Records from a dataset
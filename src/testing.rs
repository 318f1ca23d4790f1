//! In-memory collaborators and dataset fixtures.
//!
//! [`InMemoryConnectors`] implements every connector seam over shared maps,
//! so a test can change a table between batches and observe the refresh.
//! [`DatasetBuilder`] assembles datasets that already look validated.

use std::collections::{BTreeMap, BTreeSet};
use std::sync::Arc;

use dashmap::{DashMap, DashSet};

use crate::connectors::{
    BackendError, Connection, ConnectionLookupError, ConnectionRegistry, ConnectorMigration,
    Connectors, MigrationDto, MigrationError, PermissionChecker, PermissionDenied, ProbeResult,
    SourceProbe,
};
use crate::model::{
    CalcSpec, ConnectionRef, DataSourceCollection, DataSourceSpec, Dataset, Field, FieldType,
    JoinType, SchemaColumn, SchemaInfo, SourceAvatar, UserDataType,
};

const TABLE_PARAM: &str = "table_name";

fn all_join_types() -> BTreeSet<JoinType> {
    [JoinType::Inner, JoinType::Left, JoinType::Right, JoinType::Full].into()
}

#[derive(Debug, Default)]
struct State {
    tables: DashMap<String, Vec<SchemaColumn>>,
    failing: DashMap<String, BackendError>,
    join_types: DashMap<String, BTreeSet<JoinType>>,
    connections: DashMap<String, Connection>,
    denied: DashSet<String>,
    impossible: DashSet<String>,
}

/// Connector seams backed by shared in-memory state.
///
/// Clones share state. Tables are keyed by the `table_name` parameter.
#[derive(Debug, Clone, Default)]
pub struct InMemoryConnectors {
    state: Arc<State>,
}

impl InMemoryConnectors {
    pub fn new() -> Self {
        Self::default()
    }

    /// Connection `c1` (postgresql) with the `orders` table.
    pub fn orders() -> Self {
        Self::new()
            .with_connection(Connection::new("c1", "postgresql", "PG_TABLE"))
            .with_table("orders", orders_columns())
    }

    pub fn with_table(self, name: &str, columns: Vec<SchemaColumn>) -> Self {
        self.set_table(name, columns);
        self
    }

    pub fn set_table(&self, name: &str, columns: Vec<SchemaColumn>) {
        self.state.tables.insert(name.to_string(), columns);
    }

    pub fn remove_table(&self, name: &str) {
        self.state.tables.remove(name);
    }

    pub fn with_join_types(self, source_type: &str, join_types: &[JoinType]) -> Self {
        self.state
            .join_types
            .insert(source_type.to_string(), join_types.iter().copied().collect());
        self
    }

    pub fn with_connection(self, connection: Connection) -> Self {
        self.state
            .connections
            .insert(connection.id.clone(), connection);
        self
    }

    pub fn remove_connection(&self, conn_id: &str) {
        self.state.connections.remove(conn_id);
    }

    /// Deny read access to `conn_id`.
    pub fn deny(self, conn_id: &str) -> Self {
        self.state.denied.insert(conn_id.to_string());
        self
    }

    /// Refuse to import migration payloads for `conn_type`.
    pub fn impossible_migration(self, conn_type: &str) -> Self {
        self.state.impossible.insert(conn_type.to_string());
        self
    }

    /// Make every probe of `table` fail with `error`.
    pub fn backend_error(self, table: &str, error: BackendError) -> Self {
        self.state.failing.insert(table.to_string(), error);
        self
    }

    pub fn into_connectors(&self) -> Connectors {
        let shared = Arc::new(self.clone());
        Connectors::new(shared.clone(), shared.clone(), shared.clone(), shared)
    }

    fn table_of(spec: &DataSourceSpec) -> Option<&str> {
        spec.parameters.get(TABLE_PARAM).and_then(|v| v.as_str())
    }

    fn check_failing(&self, spec: &DataSourceSpec) -> ProbeResult<()> {
        match Self::table_of(spec).and_then(|t| self.state.failing.get(t)) {
            Some(error) => Err(error.clone()),
            None => Ok(()),
        }
    }
}

impl SourceProbe for InMemoryConnectors {
    fn source_exists(&self, spec: &DataSourceSpec) -> ProbeResult<bool> {
        self.check_failing(spec)?;
        Ok(Self::table_of(spec).is_some_and(|t| self.state.tables.contains_key(t)))
    }

    fn get_db_info(&self, spec: &DataSourceSpec) -> ProbeResult<Option<String>> {
        self.check_failing(spec)?;
        Ok(Some("test-1.0".to_string()))
    }

    fn get_schema_info(&self, spec: &DataSourceSpec) -> ProbeResult<SchemaInfo> {
        self.check_failing(spec)?;
        let table = Self::table_of(spec)
            .ok_or_else(|| BackendError::Misconfigured(format!("missing '{}'", TABLE_PARAM)))?;
        let schema = self
            .state
            .tables
            .get(table)
            .map(|columns| columns.clone())
            .unwrap_or_default();
        Ok(SchemaInfo {
            schema,
            indexes: None,
        })
    }

    fn supported_join_types(&self, source_type: &str) -> BTreeSet<JoinType> {
        self.state
            .join_types
            .get(source_type)
            .map(|types| types.clone())
            .unwrap_or_else(all_join_types)
    }
}

impl ConnectionRegistry for InMemoryConnectors {
    fn get_connection(&self, conn_id: &str) -> Result<Connection, ConnectionLookupError> {
        self.state
            .connections
            .get(conn_id)
            .map(|c| c.clone())
            .ok_or_else(|| ConnectionLookupError::NotFound(conn_id.to_string()))
    }
}

impl PermissionChecker for InMemoryConnectors {
    fn check_read_permission(&self, conn_ids: &[String]) -> Result<(), PermissionDenied> {
        match conn_ids.iter().find(|id| self.state.denied.contains(*id)) {
            Some(conn_id) => Err(PermissionDenied {
                conn_id: conn_id.clone(),
            }),
            None => Ok(()),
        }
    }
}

impl ConnectorMigration for InMemoryConnectors {
    fn export_migration_dtos(&self, _conn_type: &str, spec: &DataSourceSpec) -> Vec<MigrationDto> {
        let mut values: BTreeMap<String, String> = spec
            .parameters
            .iter()
            .filter_map(|(k, v)| v.as_str().map(|s| (k.clone(), s.to_string())))
            .collect();
        values.insert("source_type".to_string(), spec.source_type.clone());
        vec![MigrationDto {
            kind: "table".to_string(),
            values,
        }]
    }

    fn import_migration_dtos(
        &self,
        conn_type: &str,
        dtos: &[MigrationDto],
        connection_ref: &ConnectionRef,
    ) -> Result<DataSourceSpec, MigrationError> {
        if self.state.impossible.contains(conn_type) {
            return Err(MigrationError::MigrationImpossible(format!(
                "no import for '{}'",
                conn_type
            )));
        }
        let dto = dtos
            .iter()
            .find(|dto| dto.kind == "table")
            .ok_or_else(|| MigrationError::MigrationImpossible("no table payload".into()))?;
        let mut values = dto.values.clone();
        let source_type = values
            .remove("source_type")
            .ok_or_else(|| MigrationError::MigrationImpossible("no source type".into()))?;
        let parameters = values
            .into_iter()
            .map(|(k, v)| (k, serde_json::Value::String(v)))
            .collect();
        Ok(DataSourceSpec::new(source_type, Some(connection_ref.clone())).with_parameters(parameters))
    }
}

// ============================================================================
// Fixtures
// ============================================================================

/// Columns of the `orders` table.
pub fn orders_columns() -> Vec<SchemaColumn> {
    vec![
        SchemaColumn::new("id", "int4", UserDataType::Integer),
        SchemaColumn::new("amount", "numeric", UserDataType::Float),
        SchemaColumn::new("created", "date", UserDataType::Date),
        SchemaColumn::new("status", "text", UserDataType::String),
    ]
}

/// Builds datasets whose direct fields carry the attributes a validator
/// would have derived.
#[derive(Debug)]
pub struct DatasetBuilder {
    ds: Dataset,
}

impl DatasetBuilder {
    pub fn new(id: &str) -> Self {
        Self {
            ds: Dataset::new(id),
        }
    }

    /// Source `s1` on connection `c1`, avatar `a1`, and one field per column
    /// titled `Id`, `Amount`, `Created`, `Status`.
    pub fn orders() -> Self {
        Self::new("ds")
            .source("s1", "orders", "c1", "PG_TABLE", "orders", orders_columns())
            .avatar("a1", "s1", "orders")
            .direct_field("id", "Id", "a1", "id")
            .direct_field("amount", "Amount", "a1", "amount")
            .direct_field("created", "Created", "a1", "created")
            .direct_field("status", "Status", "a1", "status")
    }

    pub fn source(
        mut self,
        id: &str,
        title: &str,
        conn_id: &str,
        source_type: &str,
        table: &str,
        columns: Vec<SchemaColumn>,
    ) -> Self {
        let mut spec = DataSourceSpec::new(source_type, Some(ConnectionRef::new(conn_id)))
            .with_parameters([(TABLE_PARAM.to_string(), serde_json::json!(table))].into());
        spec.conn_type = Some("postgresql".to_string());
        spec.raw_schema = Some(columns);
        self.ds.sources.push(DataSourceCollection::new(id, title, spec));
        self
    }

    pub fn avatar(mut self, id: &str, source_id: &str, title: &str) -> Self {
        let mut avatar = SourceAvatar::new(id, source_id, title);
        avatar.is_root = self.ds.avatars.is_empty();
        self.ds.avatars.push(avatar);
        self
    }

    /// A direct field typed from its column.
    pub fn direct_field(mut self, id: &str, title: &str, avatar_id: &str, column: &str) -> Self {
        let mut field = Field::new(
            id,
            title,
            CalcSpec::direct(column, Some(avatar_id.to_string())),
        );
        let found = self
            .ds
            .avatar(avatar_id)
            .and_then(|a| self.ds.source(&a.source_id))
            .and_then(|s| s.column(column))
            .cloned();
        if let Some(col) = found {
            field.initial_data_type = Some(col.user_type);
            field.cast = Some(col.user_type);
            field.data_type = Some(col.user_type);
            field.has_auto_aggregation = col.has_auto_aggregation;
            field.lock_aggregation = col.lock_aggregation;
            if col.has_auto_aggregation {
                field.field_type = FieldType::Measure;
            }
        }
        self.ds.result_schema.push(field);
        self
    }

    pub fn build(self) -> Dataset {
        self.ds
    }
}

-- Work to complete --
Wherever the word "Option" appears in the records above, copy that line.

-- Solution --
    fn table_of(spec: &DataSourceSpec) -> Option<&str> {
    fn get_db_info(&self, spec: &DataSourceSpec) -> ProbeResult<Option<String>> {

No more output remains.